Dataset items

======

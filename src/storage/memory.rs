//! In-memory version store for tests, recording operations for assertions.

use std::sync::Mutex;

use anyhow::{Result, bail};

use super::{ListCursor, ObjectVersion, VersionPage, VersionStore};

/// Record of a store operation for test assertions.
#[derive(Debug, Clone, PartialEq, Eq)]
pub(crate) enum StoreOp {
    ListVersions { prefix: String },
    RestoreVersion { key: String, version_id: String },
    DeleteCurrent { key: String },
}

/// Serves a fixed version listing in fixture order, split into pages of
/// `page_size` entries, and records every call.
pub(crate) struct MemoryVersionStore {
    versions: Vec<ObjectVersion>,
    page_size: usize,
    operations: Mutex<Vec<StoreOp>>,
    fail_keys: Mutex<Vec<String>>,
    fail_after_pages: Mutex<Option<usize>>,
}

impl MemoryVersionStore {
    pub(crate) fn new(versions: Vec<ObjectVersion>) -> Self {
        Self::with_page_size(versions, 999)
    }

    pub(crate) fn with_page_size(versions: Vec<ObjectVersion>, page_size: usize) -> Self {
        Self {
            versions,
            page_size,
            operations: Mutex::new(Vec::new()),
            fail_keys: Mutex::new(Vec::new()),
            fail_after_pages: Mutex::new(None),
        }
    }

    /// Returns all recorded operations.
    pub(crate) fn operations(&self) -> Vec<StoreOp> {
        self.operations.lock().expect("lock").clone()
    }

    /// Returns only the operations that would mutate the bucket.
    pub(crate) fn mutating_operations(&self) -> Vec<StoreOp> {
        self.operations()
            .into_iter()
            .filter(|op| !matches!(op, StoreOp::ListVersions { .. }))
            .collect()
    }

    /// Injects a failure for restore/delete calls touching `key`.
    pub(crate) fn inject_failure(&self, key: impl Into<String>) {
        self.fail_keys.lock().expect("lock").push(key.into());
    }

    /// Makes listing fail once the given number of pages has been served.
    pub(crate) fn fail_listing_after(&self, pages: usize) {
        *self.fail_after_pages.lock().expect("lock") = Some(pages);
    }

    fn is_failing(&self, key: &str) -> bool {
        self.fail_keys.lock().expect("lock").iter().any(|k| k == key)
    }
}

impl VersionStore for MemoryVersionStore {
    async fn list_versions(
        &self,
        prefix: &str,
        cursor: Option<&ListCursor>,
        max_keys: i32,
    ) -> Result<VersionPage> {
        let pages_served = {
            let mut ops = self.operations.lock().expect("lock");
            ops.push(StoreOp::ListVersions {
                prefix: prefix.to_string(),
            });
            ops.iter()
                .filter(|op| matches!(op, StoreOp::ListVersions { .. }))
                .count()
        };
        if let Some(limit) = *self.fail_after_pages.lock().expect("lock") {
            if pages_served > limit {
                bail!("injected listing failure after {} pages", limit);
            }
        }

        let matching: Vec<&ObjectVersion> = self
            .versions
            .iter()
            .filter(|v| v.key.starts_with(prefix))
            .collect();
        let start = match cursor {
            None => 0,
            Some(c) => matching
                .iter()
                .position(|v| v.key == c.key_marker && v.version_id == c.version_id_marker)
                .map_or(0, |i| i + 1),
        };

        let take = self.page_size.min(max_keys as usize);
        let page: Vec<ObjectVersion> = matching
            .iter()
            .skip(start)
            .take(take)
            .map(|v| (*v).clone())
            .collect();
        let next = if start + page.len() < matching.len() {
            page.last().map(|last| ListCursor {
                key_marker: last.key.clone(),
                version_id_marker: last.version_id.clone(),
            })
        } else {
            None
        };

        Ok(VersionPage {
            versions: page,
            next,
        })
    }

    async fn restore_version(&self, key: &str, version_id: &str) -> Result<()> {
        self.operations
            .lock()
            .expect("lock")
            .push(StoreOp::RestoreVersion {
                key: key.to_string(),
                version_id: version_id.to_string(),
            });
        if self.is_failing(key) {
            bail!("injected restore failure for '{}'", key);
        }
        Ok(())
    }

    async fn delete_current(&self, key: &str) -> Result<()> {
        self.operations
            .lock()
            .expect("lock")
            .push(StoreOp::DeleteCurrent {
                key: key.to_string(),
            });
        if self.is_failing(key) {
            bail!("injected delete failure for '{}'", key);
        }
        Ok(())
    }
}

======

* [ABOUT THIS EXERCISE]:
Your answer should be the lines above that contain the word "Returns", copied out.

* [RESULT]:
    /// Returns all recorded operations.
    /// Returns only the operations that would mutate the bucket.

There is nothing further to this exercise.